→ **Dataset content**
-=-=-=-=-

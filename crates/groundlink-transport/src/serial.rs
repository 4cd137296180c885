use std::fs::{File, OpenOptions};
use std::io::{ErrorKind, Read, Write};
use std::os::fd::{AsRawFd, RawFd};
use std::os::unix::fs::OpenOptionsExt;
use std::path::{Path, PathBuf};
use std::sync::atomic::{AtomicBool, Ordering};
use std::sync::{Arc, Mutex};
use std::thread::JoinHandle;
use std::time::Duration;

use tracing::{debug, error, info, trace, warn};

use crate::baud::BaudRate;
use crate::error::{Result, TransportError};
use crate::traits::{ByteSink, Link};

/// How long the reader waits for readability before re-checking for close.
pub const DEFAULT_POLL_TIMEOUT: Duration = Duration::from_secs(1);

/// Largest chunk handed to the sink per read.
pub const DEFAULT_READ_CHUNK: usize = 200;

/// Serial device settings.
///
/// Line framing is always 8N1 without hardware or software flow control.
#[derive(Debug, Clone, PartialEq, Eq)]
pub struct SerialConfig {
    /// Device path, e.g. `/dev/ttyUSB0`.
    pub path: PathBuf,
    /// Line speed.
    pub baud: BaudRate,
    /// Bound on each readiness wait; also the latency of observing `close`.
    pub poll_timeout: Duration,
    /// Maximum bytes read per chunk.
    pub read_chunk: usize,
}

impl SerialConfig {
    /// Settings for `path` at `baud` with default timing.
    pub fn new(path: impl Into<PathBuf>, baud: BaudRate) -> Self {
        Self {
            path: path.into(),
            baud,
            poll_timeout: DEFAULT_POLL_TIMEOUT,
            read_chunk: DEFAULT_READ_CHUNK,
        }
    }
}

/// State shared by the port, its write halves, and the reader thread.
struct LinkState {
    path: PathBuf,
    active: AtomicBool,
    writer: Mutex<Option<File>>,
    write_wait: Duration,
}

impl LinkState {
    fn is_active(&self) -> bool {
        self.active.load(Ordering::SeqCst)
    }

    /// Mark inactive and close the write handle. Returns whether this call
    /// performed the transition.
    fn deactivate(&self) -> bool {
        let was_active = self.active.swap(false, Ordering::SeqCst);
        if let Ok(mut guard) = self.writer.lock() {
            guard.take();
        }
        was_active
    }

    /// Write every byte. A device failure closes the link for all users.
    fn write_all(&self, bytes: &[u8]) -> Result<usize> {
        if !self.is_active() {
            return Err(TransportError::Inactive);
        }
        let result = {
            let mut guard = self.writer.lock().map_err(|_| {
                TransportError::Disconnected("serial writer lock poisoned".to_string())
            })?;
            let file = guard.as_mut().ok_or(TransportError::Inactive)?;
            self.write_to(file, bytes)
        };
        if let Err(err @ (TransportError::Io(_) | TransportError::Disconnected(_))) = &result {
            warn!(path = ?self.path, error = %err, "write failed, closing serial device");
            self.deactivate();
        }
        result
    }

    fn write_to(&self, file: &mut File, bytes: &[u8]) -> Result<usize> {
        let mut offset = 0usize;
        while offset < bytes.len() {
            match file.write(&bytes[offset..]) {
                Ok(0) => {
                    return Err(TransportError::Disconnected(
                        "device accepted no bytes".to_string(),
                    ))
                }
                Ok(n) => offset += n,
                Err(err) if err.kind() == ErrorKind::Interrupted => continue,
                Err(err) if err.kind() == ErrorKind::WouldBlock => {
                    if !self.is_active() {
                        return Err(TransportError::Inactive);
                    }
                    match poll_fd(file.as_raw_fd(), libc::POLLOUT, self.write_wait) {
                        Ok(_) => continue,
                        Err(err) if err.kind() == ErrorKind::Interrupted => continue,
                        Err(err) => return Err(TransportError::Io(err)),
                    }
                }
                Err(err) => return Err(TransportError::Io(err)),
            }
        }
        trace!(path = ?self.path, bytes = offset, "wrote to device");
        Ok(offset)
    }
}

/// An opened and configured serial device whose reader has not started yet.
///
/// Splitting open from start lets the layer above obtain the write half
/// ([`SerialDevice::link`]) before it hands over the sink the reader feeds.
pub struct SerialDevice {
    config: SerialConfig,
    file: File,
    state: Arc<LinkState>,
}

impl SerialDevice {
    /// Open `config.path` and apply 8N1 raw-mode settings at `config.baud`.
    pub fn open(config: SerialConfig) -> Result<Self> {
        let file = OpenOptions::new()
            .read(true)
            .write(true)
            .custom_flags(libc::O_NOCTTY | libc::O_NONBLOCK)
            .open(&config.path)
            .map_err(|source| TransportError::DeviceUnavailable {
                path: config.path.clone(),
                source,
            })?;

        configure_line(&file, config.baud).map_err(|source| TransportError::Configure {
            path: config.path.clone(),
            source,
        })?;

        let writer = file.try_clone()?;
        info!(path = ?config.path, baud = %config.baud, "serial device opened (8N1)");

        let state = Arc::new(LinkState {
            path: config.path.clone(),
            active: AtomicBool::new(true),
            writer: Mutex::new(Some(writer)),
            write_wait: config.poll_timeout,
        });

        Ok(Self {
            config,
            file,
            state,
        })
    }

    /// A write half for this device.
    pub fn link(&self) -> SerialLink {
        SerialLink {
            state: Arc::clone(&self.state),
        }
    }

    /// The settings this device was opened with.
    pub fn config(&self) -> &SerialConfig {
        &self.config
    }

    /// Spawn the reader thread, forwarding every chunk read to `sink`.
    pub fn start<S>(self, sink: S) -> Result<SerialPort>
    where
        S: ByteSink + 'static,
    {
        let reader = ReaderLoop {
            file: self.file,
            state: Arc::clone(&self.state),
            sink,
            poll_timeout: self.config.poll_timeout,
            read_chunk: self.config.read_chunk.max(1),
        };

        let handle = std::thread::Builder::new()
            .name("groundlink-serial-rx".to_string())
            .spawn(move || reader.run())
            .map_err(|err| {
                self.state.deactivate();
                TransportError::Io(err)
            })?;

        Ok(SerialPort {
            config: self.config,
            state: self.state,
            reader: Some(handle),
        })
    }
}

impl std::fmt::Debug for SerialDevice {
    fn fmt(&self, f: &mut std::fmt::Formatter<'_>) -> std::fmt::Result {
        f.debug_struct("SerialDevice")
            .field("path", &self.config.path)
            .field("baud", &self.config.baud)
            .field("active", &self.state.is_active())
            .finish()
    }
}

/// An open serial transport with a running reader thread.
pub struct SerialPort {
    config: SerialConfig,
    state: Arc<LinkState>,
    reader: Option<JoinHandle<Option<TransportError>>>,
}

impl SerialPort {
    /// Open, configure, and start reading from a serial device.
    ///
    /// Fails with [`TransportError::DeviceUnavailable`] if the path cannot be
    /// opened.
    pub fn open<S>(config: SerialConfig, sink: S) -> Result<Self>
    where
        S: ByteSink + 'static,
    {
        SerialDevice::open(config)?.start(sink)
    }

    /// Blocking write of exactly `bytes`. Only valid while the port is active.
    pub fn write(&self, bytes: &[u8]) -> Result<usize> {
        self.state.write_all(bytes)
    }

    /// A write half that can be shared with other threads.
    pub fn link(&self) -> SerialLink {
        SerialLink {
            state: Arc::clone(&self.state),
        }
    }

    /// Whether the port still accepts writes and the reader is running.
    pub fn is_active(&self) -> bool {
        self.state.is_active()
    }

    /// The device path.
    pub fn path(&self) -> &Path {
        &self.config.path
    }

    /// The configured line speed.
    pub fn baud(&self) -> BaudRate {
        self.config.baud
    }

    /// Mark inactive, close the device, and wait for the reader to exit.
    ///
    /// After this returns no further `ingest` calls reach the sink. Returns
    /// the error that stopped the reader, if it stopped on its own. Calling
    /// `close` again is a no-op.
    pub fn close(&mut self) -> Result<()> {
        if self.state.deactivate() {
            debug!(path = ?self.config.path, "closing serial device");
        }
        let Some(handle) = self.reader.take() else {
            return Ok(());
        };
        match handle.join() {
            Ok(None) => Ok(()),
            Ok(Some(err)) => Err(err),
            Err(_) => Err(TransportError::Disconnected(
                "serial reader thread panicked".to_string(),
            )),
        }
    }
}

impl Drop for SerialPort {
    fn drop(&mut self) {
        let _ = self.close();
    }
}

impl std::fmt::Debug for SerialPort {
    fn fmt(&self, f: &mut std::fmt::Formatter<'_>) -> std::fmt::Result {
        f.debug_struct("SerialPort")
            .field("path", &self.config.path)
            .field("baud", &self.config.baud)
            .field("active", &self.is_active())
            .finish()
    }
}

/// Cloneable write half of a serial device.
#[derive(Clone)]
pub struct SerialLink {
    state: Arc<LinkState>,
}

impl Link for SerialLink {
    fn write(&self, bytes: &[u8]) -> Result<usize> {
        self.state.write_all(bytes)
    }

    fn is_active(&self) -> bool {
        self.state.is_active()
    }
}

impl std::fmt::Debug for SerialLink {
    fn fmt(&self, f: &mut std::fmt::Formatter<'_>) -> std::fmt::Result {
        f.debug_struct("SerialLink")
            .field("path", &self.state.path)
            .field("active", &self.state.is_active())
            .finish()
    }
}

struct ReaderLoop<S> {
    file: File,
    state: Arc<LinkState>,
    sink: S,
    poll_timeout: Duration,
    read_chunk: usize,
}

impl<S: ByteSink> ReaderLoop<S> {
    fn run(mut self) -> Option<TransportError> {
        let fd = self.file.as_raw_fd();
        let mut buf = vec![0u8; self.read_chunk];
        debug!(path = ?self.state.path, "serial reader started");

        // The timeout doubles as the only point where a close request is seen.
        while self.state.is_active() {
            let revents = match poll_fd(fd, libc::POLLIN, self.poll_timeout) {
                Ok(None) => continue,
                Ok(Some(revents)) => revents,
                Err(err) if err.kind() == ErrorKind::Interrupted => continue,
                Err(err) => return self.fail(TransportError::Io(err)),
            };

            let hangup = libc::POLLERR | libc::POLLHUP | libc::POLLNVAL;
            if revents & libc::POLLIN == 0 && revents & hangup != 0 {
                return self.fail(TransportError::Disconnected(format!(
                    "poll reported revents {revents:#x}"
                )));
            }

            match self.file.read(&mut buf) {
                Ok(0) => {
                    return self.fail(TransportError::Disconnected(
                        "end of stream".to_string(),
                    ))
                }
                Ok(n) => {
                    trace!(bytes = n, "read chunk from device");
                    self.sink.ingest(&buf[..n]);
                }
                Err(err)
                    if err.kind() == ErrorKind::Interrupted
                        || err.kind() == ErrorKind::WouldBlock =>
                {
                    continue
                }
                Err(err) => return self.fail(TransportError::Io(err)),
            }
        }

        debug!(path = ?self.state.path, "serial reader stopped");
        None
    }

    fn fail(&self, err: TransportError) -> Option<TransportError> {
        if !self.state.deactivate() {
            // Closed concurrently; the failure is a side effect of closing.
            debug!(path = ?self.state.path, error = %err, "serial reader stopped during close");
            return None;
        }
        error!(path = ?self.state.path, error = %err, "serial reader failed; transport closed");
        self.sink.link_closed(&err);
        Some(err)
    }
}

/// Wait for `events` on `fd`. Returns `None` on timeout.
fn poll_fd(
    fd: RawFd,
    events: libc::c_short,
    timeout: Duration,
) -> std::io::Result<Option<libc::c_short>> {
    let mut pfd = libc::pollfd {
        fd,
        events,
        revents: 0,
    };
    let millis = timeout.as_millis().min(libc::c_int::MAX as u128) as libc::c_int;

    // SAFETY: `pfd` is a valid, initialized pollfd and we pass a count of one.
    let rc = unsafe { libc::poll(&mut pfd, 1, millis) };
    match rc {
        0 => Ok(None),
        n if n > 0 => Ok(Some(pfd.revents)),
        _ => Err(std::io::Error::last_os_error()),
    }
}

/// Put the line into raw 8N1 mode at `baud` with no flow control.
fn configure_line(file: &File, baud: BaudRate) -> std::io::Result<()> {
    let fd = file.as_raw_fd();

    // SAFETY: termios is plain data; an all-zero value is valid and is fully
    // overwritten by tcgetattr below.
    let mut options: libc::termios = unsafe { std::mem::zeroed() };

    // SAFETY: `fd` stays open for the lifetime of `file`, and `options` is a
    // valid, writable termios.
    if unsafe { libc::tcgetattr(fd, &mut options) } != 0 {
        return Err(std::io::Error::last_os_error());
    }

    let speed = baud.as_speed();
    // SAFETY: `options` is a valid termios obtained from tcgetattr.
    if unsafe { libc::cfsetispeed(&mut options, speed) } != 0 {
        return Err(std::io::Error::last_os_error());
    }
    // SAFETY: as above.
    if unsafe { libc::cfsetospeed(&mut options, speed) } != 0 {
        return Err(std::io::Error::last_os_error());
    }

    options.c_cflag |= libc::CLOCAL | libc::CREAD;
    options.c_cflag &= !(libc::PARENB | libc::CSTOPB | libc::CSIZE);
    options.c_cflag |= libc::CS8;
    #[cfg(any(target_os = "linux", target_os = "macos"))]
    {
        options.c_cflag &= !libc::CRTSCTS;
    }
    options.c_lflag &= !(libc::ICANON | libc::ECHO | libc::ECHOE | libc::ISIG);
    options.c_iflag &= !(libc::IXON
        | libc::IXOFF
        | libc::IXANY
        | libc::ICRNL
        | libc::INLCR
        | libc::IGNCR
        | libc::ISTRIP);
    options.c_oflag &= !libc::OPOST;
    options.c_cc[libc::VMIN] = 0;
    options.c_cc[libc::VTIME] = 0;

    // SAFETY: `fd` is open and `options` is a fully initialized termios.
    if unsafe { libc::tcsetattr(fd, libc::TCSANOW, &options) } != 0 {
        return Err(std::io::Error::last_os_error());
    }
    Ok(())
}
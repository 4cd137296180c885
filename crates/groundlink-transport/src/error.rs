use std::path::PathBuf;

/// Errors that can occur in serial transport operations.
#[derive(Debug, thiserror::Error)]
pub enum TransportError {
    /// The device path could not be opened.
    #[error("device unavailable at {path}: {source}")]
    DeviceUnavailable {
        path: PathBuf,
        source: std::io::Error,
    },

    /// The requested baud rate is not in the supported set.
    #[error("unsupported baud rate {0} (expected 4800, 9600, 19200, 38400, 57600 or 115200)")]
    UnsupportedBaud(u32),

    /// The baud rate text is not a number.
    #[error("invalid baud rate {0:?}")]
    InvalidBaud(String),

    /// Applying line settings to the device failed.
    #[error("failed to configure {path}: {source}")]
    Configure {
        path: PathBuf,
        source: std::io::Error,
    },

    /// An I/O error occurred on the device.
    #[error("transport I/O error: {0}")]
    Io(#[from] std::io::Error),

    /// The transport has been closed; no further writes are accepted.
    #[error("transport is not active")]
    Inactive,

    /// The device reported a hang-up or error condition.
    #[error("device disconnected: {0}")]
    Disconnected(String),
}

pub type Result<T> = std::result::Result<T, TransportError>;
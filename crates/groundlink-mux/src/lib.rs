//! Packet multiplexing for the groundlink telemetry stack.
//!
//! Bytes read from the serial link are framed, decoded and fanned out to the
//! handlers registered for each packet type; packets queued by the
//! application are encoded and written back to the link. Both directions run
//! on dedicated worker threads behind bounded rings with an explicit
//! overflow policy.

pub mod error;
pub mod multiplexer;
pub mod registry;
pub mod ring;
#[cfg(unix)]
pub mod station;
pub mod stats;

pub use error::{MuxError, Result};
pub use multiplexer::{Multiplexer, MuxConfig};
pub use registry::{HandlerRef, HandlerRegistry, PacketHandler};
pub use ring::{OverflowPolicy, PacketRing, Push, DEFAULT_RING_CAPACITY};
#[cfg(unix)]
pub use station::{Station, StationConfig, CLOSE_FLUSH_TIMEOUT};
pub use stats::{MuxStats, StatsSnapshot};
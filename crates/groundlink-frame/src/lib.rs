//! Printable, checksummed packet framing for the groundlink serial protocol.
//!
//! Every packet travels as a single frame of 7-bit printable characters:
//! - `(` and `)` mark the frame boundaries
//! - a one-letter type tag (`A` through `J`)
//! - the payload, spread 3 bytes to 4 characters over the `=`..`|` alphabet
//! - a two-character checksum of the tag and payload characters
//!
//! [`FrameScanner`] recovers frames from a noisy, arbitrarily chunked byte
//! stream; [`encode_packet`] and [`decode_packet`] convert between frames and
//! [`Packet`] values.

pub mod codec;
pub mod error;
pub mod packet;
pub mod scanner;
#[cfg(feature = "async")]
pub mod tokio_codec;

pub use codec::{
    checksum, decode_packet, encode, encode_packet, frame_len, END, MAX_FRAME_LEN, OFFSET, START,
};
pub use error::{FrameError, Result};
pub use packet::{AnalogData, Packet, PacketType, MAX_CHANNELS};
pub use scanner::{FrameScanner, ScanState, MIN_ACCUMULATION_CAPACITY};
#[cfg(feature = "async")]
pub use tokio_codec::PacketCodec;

-=-=-=-=-

→ **Work task**
Across the listing above, how many lines include the string "framing"? Answer with a single number.

→ **Your response**
2